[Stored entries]

————

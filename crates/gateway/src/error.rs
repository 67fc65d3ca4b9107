//! Error types for gateway startup and runtime faults.
//!
//! Per-record faults (malformed JSON, unresolved customers, provider errors)
//! never surface here; they are absorbed inside the consume loop and the
//! retry executor. This enum covers the failures that are allowed to end the
//! process: configuration problems, bus-client faults and wiring errors.

use notification_gateway_config::ConfigError;
use thiserror::Error;

#[derive(Error, Debug)]
pub enum GatewayError {
    #[error("configuration error: {0}")]
    Config(#[from] ConfigError),

    #[error("kafka client error: {0}")]
    Kafka(#[from] rdkafka::error::KafkaError),

    #[error("offset commit failed: {0}")]
    Commit(rdkafka::error::KafkaError),

    #[error("dead-letter publish failed: {0}")]
    DeadLetter(String),

    #[error("no channel adapters are configured")]
    NoAdapters,

    #[error("health server error: {0}")]
    Health(String),
}

pub type Result<T> = std::result::Result<T, GatewayError>;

————

### Assignment
Every line of the data that includes the word "from" should be copied.

### Task output
    Config(#[from] ConfigError),
    Kafka(#[from] rdkafka::error::KafkaError),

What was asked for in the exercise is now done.